Content starts
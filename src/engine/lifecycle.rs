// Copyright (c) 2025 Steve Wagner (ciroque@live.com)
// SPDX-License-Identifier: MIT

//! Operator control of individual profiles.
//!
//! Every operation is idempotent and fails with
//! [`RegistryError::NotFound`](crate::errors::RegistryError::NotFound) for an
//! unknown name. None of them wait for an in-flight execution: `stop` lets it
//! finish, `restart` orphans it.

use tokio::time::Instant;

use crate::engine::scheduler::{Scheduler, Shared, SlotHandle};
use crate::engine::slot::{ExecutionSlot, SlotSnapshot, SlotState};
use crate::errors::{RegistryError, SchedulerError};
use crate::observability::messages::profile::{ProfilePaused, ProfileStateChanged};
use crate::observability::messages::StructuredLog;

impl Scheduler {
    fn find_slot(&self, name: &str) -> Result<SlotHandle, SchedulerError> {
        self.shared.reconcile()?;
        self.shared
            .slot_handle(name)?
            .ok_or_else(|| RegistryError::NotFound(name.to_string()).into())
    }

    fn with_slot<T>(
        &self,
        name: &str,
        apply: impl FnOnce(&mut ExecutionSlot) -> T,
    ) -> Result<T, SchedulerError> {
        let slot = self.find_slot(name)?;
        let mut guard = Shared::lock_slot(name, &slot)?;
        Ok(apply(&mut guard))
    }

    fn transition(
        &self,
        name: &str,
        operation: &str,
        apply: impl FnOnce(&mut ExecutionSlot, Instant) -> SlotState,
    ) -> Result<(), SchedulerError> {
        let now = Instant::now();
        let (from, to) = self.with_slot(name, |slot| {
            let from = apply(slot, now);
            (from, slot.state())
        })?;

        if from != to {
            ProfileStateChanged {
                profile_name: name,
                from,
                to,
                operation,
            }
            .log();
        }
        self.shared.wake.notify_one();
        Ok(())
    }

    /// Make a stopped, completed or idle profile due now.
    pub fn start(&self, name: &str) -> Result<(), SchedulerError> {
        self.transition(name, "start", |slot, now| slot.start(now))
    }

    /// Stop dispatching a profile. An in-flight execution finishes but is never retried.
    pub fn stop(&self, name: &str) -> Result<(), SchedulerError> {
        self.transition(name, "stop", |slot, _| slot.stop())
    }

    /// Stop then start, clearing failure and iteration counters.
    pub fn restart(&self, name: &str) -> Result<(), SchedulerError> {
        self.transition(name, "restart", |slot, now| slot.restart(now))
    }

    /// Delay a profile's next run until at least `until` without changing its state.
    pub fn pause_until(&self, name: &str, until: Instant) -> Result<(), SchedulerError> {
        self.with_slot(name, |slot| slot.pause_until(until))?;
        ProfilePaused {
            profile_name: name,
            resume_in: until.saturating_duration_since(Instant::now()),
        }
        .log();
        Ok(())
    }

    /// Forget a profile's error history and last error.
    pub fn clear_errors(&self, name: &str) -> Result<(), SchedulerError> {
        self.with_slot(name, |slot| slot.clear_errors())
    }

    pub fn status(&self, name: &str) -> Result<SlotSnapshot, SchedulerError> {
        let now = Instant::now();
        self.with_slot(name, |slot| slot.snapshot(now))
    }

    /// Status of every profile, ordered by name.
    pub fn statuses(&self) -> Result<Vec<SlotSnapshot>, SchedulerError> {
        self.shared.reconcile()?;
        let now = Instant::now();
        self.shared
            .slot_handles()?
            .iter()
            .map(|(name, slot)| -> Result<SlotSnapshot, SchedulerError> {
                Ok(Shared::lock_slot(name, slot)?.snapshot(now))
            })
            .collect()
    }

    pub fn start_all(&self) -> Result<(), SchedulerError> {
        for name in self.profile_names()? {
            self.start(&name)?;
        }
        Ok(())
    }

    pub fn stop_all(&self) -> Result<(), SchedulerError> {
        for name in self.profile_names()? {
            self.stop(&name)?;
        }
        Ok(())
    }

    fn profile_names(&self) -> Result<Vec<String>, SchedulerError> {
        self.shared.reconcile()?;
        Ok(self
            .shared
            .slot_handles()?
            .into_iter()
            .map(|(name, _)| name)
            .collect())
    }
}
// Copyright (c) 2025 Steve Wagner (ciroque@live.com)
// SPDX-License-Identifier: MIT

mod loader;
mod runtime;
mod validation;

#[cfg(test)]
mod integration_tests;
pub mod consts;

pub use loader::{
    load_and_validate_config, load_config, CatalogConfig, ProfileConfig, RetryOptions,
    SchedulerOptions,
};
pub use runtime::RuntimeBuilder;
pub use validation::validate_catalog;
Content ends
Content starts
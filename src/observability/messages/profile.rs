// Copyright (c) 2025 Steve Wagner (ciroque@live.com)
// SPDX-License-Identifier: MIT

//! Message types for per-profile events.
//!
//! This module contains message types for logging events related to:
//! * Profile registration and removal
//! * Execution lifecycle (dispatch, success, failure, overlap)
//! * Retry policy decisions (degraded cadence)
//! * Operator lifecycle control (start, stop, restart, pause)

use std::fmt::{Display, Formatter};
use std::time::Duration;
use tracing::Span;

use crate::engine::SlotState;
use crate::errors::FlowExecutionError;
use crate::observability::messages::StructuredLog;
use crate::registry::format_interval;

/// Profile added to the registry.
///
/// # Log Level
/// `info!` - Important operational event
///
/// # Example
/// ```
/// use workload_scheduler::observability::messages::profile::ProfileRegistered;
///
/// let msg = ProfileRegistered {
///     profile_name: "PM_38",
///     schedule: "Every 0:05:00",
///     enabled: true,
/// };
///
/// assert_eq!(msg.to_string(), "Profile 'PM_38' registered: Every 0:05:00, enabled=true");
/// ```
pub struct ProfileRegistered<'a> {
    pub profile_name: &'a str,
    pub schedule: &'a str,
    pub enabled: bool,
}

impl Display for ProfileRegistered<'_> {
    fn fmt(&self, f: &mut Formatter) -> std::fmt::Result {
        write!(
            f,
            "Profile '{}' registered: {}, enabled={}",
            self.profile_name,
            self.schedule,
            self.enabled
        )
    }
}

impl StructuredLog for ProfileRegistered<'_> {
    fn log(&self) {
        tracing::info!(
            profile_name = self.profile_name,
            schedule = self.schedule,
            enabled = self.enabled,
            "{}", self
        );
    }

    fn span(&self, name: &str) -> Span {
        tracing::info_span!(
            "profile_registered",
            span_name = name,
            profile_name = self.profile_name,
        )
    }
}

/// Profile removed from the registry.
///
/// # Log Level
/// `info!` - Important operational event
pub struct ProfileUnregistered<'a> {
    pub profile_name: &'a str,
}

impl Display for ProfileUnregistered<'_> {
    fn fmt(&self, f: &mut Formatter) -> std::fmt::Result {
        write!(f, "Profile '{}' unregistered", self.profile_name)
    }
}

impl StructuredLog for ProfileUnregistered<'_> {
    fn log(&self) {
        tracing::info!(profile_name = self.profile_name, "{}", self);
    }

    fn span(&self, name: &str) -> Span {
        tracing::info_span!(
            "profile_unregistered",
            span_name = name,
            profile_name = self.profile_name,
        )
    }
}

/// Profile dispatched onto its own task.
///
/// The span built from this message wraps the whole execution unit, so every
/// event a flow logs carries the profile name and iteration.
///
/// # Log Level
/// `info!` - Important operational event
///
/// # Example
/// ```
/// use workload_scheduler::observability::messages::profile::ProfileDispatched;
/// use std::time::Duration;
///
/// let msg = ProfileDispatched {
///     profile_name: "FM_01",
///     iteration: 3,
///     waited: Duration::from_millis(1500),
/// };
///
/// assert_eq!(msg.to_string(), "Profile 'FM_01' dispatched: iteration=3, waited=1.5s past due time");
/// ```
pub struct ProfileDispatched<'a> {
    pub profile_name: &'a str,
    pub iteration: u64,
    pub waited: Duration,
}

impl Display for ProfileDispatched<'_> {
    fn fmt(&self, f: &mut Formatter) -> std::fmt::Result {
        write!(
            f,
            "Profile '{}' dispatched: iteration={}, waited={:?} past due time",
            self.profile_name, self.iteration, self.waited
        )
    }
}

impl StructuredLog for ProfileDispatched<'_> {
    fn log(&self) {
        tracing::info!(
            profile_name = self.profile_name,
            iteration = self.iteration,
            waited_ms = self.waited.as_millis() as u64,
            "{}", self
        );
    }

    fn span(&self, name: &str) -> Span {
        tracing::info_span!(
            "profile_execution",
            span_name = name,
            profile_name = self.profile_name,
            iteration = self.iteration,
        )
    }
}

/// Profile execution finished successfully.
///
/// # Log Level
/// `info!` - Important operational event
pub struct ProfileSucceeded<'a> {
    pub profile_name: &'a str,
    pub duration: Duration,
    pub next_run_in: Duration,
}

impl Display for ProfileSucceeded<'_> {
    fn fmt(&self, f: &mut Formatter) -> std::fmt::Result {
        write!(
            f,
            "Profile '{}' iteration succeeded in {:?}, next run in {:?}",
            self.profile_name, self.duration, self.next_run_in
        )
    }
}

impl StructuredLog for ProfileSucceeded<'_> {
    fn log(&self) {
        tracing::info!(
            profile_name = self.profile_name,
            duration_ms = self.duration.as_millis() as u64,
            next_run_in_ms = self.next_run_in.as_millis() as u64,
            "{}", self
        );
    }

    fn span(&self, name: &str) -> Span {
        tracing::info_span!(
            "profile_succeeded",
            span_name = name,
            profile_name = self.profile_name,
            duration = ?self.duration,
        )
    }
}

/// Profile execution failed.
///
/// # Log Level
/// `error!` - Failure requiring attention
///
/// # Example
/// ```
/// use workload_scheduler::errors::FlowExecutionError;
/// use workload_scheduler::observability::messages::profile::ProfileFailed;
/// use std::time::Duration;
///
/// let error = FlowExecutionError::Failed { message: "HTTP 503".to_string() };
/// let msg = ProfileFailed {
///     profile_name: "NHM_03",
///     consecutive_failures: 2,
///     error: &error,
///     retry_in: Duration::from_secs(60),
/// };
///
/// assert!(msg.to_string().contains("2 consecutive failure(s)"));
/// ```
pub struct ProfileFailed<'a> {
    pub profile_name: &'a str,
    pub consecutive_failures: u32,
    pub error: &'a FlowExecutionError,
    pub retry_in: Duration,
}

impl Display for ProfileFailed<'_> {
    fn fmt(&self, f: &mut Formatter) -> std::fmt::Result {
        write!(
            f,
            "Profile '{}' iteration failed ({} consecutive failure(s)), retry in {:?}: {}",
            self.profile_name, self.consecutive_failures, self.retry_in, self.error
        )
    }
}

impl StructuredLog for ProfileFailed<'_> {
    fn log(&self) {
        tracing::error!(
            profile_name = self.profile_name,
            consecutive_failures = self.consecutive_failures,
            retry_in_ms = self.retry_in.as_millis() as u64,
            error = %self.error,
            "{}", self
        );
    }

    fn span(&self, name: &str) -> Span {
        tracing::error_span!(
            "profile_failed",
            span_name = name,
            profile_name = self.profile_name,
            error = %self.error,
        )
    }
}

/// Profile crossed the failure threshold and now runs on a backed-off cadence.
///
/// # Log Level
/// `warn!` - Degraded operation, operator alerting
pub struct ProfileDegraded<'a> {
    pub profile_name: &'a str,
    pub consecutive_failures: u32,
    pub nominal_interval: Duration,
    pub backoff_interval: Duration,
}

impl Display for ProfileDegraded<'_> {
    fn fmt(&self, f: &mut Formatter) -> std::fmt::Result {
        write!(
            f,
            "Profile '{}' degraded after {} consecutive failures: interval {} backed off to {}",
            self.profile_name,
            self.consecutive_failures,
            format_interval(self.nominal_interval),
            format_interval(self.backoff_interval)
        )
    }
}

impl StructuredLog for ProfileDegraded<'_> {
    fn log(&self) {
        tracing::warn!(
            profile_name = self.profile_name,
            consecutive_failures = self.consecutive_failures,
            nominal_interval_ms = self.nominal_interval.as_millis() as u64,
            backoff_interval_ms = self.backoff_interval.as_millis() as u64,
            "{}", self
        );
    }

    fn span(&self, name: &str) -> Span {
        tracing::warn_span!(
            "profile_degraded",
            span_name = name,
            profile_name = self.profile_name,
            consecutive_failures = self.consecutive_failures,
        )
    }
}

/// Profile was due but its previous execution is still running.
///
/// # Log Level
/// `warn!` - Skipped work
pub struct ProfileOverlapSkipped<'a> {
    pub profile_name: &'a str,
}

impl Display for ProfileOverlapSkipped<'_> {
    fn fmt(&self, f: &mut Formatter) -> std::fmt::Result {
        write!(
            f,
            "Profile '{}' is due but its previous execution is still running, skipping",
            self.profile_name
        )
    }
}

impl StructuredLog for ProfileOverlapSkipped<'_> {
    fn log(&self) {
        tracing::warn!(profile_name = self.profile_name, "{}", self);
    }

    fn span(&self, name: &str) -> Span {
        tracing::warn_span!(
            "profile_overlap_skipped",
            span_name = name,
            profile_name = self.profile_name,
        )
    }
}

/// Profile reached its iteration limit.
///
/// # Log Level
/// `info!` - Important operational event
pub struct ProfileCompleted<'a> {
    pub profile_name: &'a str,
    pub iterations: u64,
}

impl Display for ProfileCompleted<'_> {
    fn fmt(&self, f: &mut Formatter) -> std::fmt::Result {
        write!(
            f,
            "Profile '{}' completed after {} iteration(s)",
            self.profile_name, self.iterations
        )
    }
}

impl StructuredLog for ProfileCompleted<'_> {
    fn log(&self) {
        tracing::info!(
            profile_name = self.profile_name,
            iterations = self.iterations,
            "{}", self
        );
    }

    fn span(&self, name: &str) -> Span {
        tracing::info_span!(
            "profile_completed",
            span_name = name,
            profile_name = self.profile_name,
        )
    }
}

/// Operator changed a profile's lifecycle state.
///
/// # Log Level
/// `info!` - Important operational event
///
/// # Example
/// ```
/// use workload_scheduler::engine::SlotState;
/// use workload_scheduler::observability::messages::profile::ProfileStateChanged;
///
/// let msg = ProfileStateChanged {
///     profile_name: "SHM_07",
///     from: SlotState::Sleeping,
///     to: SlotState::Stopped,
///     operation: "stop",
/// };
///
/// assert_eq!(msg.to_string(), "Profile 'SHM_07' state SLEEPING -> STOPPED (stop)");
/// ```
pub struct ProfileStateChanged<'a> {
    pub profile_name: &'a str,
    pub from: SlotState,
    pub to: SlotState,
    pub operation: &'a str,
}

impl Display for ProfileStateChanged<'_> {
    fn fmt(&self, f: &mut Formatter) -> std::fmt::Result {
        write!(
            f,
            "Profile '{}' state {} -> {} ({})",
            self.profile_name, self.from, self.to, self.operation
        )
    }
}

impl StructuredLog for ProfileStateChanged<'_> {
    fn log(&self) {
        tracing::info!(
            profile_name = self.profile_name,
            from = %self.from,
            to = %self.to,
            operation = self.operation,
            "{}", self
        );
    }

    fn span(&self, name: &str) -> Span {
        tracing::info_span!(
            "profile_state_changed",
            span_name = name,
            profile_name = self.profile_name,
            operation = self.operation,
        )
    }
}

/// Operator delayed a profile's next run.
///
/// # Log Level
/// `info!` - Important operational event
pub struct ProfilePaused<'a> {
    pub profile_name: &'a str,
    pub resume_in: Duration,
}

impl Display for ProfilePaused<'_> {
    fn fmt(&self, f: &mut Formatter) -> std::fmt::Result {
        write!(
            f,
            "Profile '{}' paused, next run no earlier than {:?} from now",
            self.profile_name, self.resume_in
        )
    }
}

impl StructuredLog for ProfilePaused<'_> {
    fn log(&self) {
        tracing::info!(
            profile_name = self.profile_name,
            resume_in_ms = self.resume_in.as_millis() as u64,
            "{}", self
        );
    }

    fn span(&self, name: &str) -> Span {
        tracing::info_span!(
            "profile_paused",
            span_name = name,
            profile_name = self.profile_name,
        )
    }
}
Content ends
Content starts
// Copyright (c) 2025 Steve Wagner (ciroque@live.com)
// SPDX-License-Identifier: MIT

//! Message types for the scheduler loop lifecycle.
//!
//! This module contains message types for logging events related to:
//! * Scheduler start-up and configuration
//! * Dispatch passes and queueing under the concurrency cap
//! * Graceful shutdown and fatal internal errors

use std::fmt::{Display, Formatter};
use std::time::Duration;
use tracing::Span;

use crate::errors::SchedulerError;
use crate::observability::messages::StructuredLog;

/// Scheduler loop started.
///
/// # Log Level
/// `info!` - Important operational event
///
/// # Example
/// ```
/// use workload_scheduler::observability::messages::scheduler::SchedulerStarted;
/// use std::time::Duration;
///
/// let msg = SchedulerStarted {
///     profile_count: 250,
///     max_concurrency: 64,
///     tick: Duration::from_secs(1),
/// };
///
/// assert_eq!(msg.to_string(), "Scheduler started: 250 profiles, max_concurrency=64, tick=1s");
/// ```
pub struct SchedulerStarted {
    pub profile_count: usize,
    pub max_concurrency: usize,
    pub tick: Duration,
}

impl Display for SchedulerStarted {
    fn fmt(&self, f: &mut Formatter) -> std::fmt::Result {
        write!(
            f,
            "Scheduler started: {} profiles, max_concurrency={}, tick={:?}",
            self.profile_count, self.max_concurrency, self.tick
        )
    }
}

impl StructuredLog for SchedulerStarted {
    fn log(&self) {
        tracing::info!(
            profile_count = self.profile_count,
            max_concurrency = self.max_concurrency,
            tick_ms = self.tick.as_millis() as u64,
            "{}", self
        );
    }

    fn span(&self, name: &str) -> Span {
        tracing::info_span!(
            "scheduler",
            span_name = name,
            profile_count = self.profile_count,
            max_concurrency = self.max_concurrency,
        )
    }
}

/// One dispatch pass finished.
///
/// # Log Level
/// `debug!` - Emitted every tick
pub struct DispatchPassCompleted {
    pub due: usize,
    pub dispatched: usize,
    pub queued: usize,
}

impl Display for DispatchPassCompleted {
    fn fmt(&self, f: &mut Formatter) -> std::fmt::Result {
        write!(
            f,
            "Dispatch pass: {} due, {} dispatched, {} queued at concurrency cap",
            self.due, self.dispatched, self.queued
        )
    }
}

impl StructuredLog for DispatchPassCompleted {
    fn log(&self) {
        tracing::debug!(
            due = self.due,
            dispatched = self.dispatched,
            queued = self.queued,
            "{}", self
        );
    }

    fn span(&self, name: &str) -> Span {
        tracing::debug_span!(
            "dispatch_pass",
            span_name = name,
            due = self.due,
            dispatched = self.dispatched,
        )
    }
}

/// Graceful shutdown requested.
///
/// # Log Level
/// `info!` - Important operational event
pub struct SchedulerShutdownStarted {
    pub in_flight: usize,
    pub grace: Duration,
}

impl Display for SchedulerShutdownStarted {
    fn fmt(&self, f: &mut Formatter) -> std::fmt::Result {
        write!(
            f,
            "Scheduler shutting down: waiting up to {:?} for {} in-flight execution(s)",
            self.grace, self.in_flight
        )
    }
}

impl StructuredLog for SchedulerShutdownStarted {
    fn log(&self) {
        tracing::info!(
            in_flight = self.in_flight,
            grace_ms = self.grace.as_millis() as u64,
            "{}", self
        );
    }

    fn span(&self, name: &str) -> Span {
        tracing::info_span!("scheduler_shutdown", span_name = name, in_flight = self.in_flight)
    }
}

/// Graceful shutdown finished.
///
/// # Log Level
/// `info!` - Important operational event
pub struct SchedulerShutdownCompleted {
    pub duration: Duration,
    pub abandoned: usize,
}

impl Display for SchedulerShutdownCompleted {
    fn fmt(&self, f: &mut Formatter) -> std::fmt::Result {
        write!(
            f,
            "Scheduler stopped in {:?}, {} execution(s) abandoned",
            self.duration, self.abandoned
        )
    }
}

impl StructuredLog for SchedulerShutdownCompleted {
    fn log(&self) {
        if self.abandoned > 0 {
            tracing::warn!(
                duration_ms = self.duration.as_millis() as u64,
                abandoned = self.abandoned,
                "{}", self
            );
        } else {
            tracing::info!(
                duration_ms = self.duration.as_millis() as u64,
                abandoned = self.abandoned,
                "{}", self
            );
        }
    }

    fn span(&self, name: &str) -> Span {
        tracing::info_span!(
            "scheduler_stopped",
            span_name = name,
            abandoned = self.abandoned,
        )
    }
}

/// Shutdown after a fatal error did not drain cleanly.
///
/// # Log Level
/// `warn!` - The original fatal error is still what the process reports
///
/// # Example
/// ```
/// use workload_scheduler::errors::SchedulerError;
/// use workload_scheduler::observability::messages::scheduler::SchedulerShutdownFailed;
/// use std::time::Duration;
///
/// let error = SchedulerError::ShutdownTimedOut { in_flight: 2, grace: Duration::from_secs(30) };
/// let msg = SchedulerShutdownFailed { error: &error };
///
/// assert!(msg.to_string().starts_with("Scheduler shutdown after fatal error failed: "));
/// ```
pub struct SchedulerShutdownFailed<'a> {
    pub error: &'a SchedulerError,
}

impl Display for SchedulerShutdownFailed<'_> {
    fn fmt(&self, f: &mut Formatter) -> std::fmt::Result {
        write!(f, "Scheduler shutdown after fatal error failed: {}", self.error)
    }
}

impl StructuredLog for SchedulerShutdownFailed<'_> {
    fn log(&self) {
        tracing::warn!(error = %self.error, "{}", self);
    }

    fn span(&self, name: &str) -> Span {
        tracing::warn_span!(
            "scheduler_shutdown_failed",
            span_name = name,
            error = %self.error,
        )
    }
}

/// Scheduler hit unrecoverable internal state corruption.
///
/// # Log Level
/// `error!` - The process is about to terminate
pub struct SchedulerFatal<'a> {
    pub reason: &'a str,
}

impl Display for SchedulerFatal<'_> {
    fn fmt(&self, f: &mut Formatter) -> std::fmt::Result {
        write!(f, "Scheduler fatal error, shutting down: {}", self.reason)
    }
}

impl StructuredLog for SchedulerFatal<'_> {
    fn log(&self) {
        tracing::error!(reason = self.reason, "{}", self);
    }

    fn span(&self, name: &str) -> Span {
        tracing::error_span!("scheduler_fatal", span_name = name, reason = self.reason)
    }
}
Content ends
Exercise instructions: Using the listing above, work out how many lines contain the string "control" and return only that number.

Answer space: 2